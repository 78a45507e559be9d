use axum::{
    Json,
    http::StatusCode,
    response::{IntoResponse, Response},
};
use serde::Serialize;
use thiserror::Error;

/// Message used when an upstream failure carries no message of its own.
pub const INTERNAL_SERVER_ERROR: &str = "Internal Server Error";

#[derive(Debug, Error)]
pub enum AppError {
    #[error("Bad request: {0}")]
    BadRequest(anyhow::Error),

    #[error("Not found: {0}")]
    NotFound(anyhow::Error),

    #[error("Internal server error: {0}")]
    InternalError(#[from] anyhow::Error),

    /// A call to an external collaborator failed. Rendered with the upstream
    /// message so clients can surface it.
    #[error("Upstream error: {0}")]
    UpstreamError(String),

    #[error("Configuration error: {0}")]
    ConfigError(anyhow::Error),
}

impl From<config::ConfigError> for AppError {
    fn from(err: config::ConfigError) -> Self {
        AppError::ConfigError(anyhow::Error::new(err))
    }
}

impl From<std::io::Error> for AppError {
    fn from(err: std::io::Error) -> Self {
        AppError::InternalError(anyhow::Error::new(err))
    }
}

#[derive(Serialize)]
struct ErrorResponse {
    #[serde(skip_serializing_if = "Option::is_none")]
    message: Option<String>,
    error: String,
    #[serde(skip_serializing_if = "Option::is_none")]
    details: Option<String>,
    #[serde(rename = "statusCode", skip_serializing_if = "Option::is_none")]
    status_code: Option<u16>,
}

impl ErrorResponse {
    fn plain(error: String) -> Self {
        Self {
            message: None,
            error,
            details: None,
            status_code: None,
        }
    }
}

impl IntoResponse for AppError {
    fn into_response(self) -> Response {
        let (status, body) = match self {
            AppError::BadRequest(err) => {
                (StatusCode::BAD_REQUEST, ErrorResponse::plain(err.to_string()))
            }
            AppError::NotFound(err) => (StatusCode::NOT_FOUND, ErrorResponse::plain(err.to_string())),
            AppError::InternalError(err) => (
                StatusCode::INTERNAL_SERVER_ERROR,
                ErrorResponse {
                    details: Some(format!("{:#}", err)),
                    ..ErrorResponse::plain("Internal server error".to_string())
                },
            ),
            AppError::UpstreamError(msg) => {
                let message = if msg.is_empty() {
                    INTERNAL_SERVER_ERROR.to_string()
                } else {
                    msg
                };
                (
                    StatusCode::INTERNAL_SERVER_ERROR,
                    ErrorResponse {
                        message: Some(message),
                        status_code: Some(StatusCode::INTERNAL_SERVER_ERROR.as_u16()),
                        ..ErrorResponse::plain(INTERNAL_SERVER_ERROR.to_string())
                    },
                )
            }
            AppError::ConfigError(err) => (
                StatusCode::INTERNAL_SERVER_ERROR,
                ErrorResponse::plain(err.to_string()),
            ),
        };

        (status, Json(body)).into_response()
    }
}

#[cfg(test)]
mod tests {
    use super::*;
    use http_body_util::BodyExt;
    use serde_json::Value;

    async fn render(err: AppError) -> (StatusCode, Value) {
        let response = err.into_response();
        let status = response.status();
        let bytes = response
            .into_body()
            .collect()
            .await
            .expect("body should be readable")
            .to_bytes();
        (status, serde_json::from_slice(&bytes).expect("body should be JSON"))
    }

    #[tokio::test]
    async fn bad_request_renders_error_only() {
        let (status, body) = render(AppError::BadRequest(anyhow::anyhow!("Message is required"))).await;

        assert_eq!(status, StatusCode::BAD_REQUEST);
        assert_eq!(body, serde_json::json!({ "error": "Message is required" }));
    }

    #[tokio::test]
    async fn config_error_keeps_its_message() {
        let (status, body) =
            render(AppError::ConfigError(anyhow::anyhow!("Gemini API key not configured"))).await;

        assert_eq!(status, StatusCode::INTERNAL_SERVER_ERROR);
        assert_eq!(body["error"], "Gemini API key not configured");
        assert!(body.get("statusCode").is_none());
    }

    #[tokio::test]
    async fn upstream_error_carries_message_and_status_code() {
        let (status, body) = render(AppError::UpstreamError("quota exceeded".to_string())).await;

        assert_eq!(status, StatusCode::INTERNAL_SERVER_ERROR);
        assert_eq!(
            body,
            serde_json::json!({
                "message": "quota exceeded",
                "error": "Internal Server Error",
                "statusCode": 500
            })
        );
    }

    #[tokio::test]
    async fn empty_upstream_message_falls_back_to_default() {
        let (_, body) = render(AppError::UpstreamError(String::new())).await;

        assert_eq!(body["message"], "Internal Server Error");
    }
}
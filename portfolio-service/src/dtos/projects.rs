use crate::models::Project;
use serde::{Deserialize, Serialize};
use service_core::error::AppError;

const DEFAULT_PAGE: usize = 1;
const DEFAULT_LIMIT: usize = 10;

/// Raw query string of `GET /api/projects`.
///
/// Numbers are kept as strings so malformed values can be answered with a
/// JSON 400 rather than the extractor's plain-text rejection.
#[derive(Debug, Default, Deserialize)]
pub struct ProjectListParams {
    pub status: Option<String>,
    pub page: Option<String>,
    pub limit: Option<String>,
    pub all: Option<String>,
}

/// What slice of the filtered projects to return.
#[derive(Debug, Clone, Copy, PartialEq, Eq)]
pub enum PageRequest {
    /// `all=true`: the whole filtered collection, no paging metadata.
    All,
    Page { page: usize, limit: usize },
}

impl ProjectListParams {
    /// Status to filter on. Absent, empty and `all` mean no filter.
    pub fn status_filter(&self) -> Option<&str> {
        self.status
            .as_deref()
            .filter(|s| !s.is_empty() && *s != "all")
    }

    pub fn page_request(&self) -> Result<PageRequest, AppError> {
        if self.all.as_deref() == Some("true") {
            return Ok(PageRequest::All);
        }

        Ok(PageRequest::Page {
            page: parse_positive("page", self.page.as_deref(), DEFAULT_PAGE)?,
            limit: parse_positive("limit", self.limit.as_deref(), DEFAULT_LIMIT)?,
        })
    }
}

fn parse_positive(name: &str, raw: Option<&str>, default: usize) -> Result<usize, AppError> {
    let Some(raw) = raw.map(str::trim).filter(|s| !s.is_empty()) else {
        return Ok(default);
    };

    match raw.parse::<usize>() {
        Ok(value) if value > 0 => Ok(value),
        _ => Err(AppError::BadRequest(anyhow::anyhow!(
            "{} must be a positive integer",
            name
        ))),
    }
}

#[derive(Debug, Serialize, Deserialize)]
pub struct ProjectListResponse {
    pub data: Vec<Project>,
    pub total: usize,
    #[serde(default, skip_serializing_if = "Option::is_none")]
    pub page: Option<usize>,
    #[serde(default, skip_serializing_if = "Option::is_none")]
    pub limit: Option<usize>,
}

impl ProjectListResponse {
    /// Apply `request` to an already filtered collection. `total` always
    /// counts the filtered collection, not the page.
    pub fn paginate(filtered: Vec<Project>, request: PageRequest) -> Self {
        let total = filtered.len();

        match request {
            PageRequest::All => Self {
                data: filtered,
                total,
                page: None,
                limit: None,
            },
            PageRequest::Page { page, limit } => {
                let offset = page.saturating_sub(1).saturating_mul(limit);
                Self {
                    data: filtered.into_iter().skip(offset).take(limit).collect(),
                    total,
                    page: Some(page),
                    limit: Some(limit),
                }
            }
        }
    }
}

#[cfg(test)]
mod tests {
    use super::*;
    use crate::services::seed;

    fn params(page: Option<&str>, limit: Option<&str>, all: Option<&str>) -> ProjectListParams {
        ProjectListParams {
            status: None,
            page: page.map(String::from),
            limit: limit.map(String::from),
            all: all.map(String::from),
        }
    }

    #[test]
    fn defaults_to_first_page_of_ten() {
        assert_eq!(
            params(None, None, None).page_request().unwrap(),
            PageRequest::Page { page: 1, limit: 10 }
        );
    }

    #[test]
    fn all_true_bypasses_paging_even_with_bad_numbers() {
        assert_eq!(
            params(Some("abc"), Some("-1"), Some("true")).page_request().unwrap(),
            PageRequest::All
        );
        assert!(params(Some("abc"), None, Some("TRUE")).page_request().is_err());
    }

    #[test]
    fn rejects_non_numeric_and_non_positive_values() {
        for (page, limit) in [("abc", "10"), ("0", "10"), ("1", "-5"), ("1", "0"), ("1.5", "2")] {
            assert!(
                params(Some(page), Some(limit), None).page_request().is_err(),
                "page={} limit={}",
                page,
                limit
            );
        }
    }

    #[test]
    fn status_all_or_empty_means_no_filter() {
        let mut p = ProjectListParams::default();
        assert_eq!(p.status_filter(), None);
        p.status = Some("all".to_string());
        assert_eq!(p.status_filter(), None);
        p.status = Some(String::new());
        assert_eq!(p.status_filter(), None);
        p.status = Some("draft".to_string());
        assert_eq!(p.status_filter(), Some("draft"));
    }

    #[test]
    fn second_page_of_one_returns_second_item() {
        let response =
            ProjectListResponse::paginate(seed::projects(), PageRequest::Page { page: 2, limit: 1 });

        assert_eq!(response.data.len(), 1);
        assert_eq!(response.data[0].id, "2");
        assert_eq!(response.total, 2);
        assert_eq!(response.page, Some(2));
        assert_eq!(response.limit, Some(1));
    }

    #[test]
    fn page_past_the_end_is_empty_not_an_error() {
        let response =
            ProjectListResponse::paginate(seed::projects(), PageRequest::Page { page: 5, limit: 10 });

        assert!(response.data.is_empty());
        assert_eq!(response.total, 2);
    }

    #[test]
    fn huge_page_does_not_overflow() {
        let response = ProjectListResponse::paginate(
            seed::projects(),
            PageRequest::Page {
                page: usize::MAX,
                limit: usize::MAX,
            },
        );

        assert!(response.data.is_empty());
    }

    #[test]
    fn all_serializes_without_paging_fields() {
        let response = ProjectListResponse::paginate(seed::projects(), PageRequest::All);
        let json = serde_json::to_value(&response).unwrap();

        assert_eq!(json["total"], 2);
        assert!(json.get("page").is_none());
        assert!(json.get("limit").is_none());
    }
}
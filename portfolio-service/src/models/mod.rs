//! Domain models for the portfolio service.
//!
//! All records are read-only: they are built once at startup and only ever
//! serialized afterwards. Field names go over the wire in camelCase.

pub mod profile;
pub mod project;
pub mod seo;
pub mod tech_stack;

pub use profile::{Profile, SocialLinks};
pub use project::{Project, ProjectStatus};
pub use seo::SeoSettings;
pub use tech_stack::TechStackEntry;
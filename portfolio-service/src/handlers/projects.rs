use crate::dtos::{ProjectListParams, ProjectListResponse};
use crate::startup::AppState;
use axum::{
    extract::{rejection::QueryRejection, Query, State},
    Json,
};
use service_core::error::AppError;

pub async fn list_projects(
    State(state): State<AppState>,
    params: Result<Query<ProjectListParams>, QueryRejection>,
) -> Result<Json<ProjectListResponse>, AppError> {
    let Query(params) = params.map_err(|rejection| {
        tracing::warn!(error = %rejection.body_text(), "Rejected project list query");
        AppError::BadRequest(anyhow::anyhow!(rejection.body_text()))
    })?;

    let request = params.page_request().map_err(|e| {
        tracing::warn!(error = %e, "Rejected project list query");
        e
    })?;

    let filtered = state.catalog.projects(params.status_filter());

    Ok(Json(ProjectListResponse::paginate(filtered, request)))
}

:::::

Copy out each line of the material in which the word "portfolio" turns up.

Result for this task:
filename portfolio-service/src/dtos/projects.rs
filename portfolio-service/src/models/mod.rs
//! Domain models for the portfolio service.
filename portfolio-service/src/handlers/projects.rs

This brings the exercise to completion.